As part of our ongoing endeavour to identify novel inhibitors of cancer-associated CA isoforms IX and XII as possible anticancer candidates, here we describe the design and synthesis of small library of 2-aryl-quinazolin-4-yl aminobenzoic acid derivatives ( 6a-c , 7a-c , and 8a-c ) as new non-classical CA inhibitors. On account of its significance in the anticancer drug discovery and in the development of effective CAIs, the 4-anilinoquinazoline privileged scaffold was exploited in this study. Thereafter, the free carboxylic acid functionality was appended in the ortho ( 6a-c ), meta ( 7a-c ), or para -positon ( 8a-c ) of the anilino motif to furnish the target inhibitors.
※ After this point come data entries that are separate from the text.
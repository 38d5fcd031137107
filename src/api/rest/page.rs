use std::sync::Arc;

use axum::extract::{Path, State};
use axum::response::{Html, Redirect};
use axum::routing::{get, post};
use axum::{Form, Router};
use serde::Deserialize;

use crate::engine::dispatch::{assign_order, deliver_order};
use crate::engine::ingest::schedule_ingest;
use crate::error::AppError;
use crate::models::driver::DriverId;
use crate::models::order::OrderId;
use crate::render::html::{render_page, PageChrome};
use crate::render::snapshot;
use crate::state::AppState;

pub fn router() -> Router<Arc<AppState>> {
    Router::new()
        .route("/", get(page))
        .route("/board/orders/:id/assign", post(assign))
        .route("/board/orders/:id/deliver", post(deliver))
        .route("/board/fetch", post(fetch))
}

#[derive(Deserialize)]
pub struct AssignForm {
    pub driver_id: DriverId,
}

async fn page(State(state): State<Arc<AppState>>) -> Html<String> {
    let notice = state.notices.current().await;
    let board = state.board.read().await;
    let snap = snapshot(&board, &state.display);
    drop(board);

    Html(render_page(
        &snap,
        &PageChrome {
            notice: notice.as_ref(),
            ingest_busy: state.ingest.is_busy(),
        },
    ))
}

async fn assign(
    State(state): State<Arc<AppState>>,
    Path(id): Path<u64>,
    Form(form): Form<AssignForm>,
) -> Result<Redirect, AppError> {
    assign_order(&state, OrderId(id), form.driver_id).await?;
    Ok(Redirect::to("/"))
}

async fn deliver(
    State(state): State<Arc<AppState>>,
    Path(id): Path<u64>,
) -> Result<Redirect, AppError> {
    deliver_order(&state, OrderId(id)).await?;
    Ok(Redirect::to("/"))
}

/// A fetch already in flight is not an error here; the page already shows it.
async fn fetch(State(state): State<Arc<AppState>>) -> Result<Redirect, AppError> {
    match schedule_ingest(&state).await {
        Ok(_) | Err(AppError::IngestInFlight) => Ok(Redirect::to("/")),
        Err(err) => Err(err),
    }
}
pub mod seed;
pub mod view;

use std::collections::HashSet;

use chrono::{DateTime, Utc};
use rust_decimal::Decimal;
use thiserror::Error;

use crate::models::driver::{Driver, DriverId};
use crate::models::order::{DeliveryOrder, Invoice, OrderDraft, OrderId, OrderStatus, Progress};

pub use view::{BoardView, StatusCounts};

const UNKNOWN_DRIVER_NAME: &str = "Unknown";
const ORDER_IDS: &str = "order ids";
const INVOICE_NUMBERS: &str = "invoice numbers";

#[derive(Debug, Clone, PartialEq, Eq, Error)]
pub enum BoardError {
    #[error("order {0} not found")]
    OrderNotFound(OrderId),

    #[error("driver {0} is not on the roster")]
    UnknownDriver(DriverId),

    #[error("order {order_id} cannot move from {from} to {to}")]
    InvalidTransition {
        order_id: OrderId,
        from: OrderStatus,
        to: OrderStatus,
    },

    #[error("invalid order: {0}")]
    InvalidDraft(String),

    #[error("duplicate order id {0}")]
    DuplicateOrder(OrderId),

    #[error("duplicate invoice {0}")]
    DuplicateInvoice(Invoice),

    #[error("duplicate driver id {0}")]
    DuplicateDriver(DriverId),

    #[error("no {0} left to hand out")]
    CounterExhausted(&'static str),
}

/// Owned state of the dispatch board: the driver roster and every order
/// ever seen, in arrival order.
#[derive(Debug, Clone)]
pub struct OrderBoard {
    drivers: Vec<Driver>,
    orders: Vec<DeliveryOrder>,
    next_order_id: u64,
    next_invoice_seq: u32,
}

impl OrderBoard {
    pub fn new(drivers: Vec<Driver>) -> Result<Self, BoardError> {
        Self::from_parts(drivers, Vec::new())
    }

    /// Builds a board around pre-existing orders. Id and invoice counters
    /// continue after the highest values found.
    pub fn from_parts(
        drivers: Vec<Driver>,
        orders: Vec<DeliveryOrder>,
    ) -> Result<Self, BoardError> {
        let mut driver_ids = HashSet::new();
        for driver in &drivers {
            if !driver_ids.insert(driver.id) {
                return Err(BoardError::DuplicateDriver(driver.id));
            }
        }

        let mut order_ids = HashSet::new();
        let mut invoices = HashSet::new();
        for order in &orders {
            if !order_ids.insert(order.id) {
                return Err(BoardError::DuplicateOrder(order.id));
            }
            if !invoices.insert(order.invoice.clone()) {
                return Err(BoardError::DuplicateInvoice(order.invoice.clone()));
            }
            validate_fields(order.total, order.items, &order.warehouses)?;
        }

        let next_order_id = orders
            .iter()
            .map(|o| o.id.0)
            .max()
            .unwrap_or(0)
            .checked_add(1)
            .ok_or(BoardError::CounterExhausted(ORDER_IDS))?;
        let next_invoice_seq = orders
            .iter()
            .filter_map(|o| o.invoice.sequence())
            .max()
            .unwrap_or(0)
            .checked_add(1)
            .ok_or(BoardError::CounterExhausted(INVOICE_NUMBERS))?;

        Ok(Self {
            drivers,
            orders,
            next_order_id,
            next_invoice_seq,
        })
    }

    pub fn drivers(&self) -> &[Driver] {
        &self.drivers
    }

    pub fn driver(&self, id: DriverId) -> Option<&Driver> {
        self.drivers.iter().find(|d| d.id == id)
    }

    pub fn driver_name(&self, id: DriverId) -> &str {
        self.driver(id)
            .map(|d| d.name.as_str())
            .unwrap_or(UNKNOWN_DRIVER_NAME)
    }

    pub fn orders(&self) -> &[DeliveryOrder] {
        &self.orders
    }

    pub fn order(&self, id: OrderId) -> Option<&DeliveryOrder> {
        self.orders.iter().find(|o| o.id == id)
    }

    pub fn len(&self) -> usize {
        self.orders.len()
    }

    pub fn is_empty(&self) -> bool {
        self.orders.is_empty()
    }

    /// Appends a new `Unassigned` order built from `draft`, giving it the next
    /// id and invoice.
    pub fn ingest(&mut self, draft: OrderDraft) -> Result<&DeliveryOrder, BoardError> {
        validate_fields(draft.total, draft.items, &draft.warehouses)?;
        let following_id = self
            .next_order_id
            .checked_add(1)
            .ok_or(BoardError::CounterExhausted(ORDER_IDS))?;
        let following_seq = self
            .next_invoice_seq
            .checked_add(1)
            .ok_or(BoardError::CounterExhausted(INVOICE_NUMBERS))?;

        let order = DeliveryOrder {
            id: OrderId(self.next_order_id),
            invoice: Invoice::from_sequence(self.next_invoice_seq),
            garage: draft.garage,
            area: draft.area,
            total: draft.total.round_dp(2),
            items: draft.items,
            warehouses: draft.warehouses,
            urgent: draft.urgent,
            progress: Progress::Unassigned,
        };

        self.next_order_id = following_id;
        self.next_invoice_seq = following_seq;
        self.orders.push(order);

        self.orders
            .last()
            .ok_or_else(|| BoardError::InvalidDraft("order was not appended".to_string()))
    }

    pub fn assign(
        &mut self,
        order_id: OrderId,
        driver_id: DriverId,
    ) -> Result<&DeliveryOrder, BoardError> {
        let driver_known = self.driver(driver_id).is_some();
        let order = self.order_mut(order_id)?;

        if order.progress != Progress::Unassigned {
            return Err(BoardError::InvalidTransition {
                order_id,
                from: order.status(),
                to: OrderStatus::Assigned,
            });
        }
        if !driver_known {
            return Err(BoardError::UnknownDriver(driver_id));
        }

        order.progress = Progress::Assigned { driver_id };
        Ok(&*order)
    }

    pub fn mark_delivered(&mut self, order_id: OrderId) -> Result<&DeliveryOrder, BoardError> {
        self.mark_delivered_at(order_id, Utc::now())
    }

    pub fn mark_delivered_at(
        &mut self,
        order_id: OrderId,
        delivered_at: DateTime<Utc>,
    ) -> Result<&DeliveryOrder, BoardError> {
        let order = self.order_mut(order_id)?;

        let Progress::Assigned { driver_id } = order.progress else {
            return Err(BoardError::InvalidTransition {
                order_id,
                from: order.status(),
                to: OrderStatus::Delivered,
            });
        };

        order.progress = Progress::Delivered {
            driver_id,
            delivered_at,
        };
        Ok(&*order)
    }

    fn order_mut(&mut self, id: OrderId) -> Result<&mut DeliveryOrder, BoardError> {
        self.orders
            .iter_mut()
            .find(|o| o.id == id)
            .ok_or(BoardError::OrderNotFound(id))
    }
}

fn validate_fields(total: Decimal, items: u32, warehouses: &[String]) -> Result<(), BoardError> {
    if total.is_sign_negative() {
        return Err(BoardError::InvalidDraft(format!(
            "total must not be negative, got {total}"
        )));
    }
    if items == 0 {
        return Err(BoardError::InvalidDraft("items must be > 0".to_string()));
    }
    if warehouses.is_empty() {
        return Err(BoardError::InvalidDraft(
            "at least one warehouse is required".to_string(),
        ));
    }

    let mut seen = HashSet::new();
    for code in warehouses {
        if !seen.insert(code.as_str()) {
            return Err(BoardError::InvalidDraft(format!(
                "warehouse {code} listed twice"
            )));
        }
    }

    Ok(())
}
All compounds were assessed for their inhibitory activities against the hCA I, II (cytosolic), IX, and XII (trans-membrane, tumour-associated) isoforms. Moreover, six quinazolines ( 6a-c , 7b , and 8a-b ) were chosen by the NCI-USA for in vitro anti-proliferative activity evaluation against 59 human cancer cell lines representing nine tumour subpanels.